● **TASK INSTRUCTIONS**
Search the records below for "ends" and copy every line it turns up in.

● **MATERIAL FOR THIS EXERCISE**

:::::

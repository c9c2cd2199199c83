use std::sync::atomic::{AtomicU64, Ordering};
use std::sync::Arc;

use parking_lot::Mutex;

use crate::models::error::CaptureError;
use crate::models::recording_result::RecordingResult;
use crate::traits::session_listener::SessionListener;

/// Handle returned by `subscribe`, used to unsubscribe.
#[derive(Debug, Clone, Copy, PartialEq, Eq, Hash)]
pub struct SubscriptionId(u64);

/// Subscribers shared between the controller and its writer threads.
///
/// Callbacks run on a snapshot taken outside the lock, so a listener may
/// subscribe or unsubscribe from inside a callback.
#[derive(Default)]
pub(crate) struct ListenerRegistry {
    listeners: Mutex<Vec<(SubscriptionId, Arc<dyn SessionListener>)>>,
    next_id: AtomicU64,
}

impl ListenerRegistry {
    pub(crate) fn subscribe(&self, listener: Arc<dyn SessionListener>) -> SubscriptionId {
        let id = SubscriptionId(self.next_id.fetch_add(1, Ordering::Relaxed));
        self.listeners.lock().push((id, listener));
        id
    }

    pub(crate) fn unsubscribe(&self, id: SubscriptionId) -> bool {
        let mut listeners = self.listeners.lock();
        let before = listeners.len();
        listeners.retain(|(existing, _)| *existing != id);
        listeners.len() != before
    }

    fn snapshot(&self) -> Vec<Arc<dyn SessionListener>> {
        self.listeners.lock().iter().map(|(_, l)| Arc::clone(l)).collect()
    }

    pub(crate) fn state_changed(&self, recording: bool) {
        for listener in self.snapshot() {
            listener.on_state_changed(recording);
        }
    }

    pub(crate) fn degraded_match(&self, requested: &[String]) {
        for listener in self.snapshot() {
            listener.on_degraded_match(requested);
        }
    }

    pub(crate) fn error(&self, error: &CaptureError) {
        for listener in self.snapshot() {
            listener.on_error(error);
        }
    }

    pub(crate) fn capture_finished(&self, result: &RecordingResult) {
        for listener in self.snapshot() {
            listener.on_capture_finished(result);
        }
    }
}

:::::

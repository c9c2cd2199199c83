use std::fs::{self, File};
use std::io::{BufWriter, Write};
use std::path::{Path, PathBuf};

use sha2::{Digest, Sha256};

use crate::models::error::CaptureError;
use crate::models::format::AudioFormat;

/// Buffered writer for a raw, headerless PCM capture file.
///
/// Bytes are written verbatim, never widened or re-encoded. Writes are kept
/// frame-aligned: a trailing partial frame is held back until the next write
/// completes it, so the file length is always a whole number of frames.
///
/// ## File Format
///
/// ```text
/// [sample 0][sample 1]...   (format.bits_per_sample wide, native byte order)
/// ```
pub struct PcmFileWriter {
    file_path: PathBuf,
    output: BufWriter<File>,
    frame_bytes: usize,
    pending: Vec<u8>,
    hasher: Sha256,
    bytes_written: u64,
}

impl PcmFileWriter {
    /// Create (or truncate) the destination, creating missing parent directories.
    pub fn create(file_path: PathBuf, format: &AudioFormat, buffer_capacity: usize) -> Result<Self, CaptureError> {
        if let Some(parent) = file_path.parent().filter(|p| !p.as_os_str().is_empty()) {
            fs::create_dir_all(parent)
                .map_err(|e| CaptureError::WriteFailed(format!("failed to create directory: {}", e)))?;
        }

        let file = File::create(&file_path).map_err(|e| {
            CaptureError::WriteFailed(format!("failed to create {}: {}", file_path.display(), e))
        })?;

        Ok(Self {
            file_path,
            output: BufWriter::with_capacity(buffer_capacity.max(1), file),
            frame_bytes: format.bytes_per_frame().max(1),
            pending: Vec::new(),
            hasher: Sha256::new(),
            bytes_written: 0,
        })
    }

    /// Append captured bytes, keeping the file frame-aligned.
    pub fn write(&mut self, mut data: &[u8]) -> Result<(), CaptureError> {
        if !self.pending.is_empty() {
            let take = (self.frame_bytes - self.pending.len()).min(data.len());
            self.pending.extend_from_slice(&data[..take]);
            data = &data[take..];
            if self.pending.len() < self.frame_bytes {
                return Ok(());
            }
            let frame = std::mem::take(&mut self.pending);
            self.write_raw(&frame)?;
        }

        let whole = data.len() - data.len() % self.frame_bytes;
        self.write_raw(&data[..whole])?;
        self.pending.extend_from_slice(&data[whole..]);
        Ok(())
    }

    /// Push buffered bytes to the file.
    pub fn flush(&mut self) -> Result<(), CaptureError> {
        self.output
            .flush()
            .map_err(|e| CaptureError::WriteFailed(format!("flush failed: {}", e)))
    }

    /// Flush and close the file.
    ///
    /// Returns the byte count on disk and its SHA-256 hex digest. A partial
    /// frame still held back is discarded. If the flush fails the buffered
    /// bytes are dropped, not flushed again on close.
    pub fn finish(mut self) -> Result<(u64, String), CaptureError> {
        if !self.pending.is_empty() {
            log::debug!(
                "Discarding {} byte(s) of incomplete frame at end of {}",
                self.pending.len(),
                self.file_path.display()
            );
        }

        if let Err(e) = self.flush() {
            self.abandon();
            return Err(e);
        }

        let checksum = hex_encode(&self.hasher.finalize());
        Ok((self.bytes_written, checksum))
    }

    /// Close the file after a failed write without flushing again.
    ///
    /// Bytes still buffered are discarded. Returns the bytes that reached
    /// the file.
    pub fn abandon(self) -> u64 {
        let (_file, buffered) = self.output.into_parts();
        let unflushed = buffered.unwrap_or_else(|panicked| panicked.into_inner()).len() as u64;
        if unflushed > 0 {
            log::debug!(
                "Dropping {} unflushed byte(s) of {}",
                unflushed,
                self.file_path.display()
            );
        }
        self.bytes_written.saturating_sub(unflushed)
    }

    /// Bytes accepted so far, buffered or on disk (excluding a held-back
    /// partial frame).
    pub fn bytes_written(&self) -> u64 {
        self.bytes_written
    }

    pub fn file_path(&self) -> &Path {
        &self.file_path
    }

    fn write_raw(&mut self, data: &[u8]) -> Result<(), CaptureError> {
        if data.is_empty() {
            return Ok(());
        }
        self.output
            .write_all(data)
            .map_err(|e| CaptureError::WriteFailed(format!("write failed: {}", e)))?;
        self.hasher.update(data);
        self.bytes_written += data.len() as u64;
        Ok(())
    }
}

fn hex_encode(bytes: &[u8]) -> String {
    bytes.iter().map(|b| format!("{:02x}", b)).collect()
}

:::::

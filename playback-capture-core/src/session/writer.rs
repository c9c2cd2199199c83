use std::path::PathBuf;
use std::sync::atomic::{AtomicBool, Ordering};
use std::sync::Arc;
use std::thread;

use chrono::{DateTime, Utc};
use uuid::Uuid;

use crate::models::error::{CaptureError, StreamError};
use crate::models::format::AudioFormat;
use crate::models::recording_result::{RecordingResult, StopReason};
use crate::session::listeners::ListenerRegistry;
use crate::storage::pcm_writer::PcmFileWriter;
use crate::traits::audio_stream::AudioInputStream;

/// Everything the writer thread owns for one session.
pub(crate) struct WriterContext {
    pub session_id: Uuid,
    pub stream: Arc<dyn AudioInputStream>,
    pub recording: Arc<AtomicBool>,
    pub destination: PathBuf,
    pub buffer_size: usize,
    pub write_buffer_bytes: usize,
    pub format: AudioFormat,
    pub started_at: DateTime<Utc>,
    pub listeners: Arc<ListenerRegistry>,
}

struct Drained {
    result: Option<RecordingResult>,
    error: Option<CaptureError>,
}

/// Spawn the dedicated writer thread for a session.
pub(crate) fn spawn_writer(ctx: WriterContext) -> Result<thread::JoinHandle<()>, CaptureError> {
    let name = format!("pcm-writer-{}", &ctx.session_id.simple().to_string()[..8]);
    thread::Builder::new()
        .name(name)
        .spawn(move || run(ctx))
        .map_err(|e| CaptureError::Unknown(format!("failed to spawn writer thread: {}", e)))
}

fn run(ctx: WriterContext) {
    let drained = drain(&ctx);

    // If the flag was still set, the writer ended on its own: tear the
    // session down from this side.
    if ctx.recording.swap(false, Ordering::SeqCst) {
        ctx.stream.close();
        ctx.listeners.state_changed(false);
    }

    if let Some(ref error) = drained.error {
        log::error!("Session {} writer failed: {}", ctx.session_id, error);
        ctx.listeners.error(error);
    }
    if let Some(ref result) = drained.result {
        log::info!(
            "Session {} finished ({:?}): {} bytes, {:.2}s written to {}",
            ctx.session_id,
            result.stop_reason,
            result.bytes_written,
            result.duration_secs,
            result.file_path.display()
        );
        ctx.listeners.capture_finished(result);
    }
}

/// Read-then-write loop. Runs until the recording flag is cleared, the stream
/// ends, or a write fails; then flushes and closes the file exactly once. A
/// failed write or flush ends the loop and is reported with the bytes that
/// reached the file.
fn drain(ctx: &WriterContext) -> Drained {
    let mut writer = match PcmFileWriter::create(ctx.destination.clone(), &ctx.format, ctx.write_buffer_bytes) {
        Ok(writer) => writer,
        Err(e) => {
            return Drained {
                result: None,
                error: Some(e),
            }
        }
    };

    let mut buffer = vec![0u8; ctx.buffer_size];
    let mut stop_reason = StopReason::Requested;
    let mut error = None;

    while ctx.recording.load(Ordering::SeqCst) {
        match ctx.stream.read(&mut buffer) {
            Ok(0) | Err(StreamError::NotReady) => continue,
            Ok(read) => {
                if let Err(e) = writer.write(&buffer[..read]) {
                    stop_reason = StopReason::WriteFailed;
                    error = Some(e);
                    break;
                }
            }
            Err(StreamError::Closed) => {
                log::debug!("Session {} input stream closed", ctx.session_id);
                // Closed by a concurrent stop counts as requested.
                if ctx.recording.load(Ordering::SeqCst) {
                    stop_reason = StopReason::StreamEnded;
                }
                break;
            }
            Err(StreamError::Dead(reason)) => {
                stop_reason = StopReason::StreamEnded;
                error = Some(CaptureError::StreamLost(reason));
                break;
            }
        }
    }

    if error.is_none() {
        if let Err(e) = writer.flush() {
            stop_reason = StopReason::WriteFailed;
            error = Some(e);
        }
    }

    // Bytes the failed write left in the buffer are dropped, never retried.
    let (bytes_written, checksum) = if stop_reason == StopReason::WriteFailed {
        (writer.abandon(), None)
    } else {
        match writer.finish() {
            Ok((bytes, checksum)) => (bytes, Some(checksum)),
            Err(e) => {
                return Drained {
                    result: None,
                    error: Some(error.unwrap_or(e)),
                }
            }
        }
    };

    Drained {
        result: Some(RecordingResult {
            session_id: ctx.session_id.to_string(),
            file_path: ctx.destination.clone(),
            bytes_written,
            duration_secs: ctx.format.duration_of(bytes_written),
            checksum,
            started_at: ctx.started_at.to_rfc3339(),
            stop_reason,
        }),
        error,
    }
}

:::::

● **EXERCISE RESPONSE**
/// ends, or a write fails; then flushes and closes the file exactly once. A
/// failed write or flush ends the loop and is reported with the bytes that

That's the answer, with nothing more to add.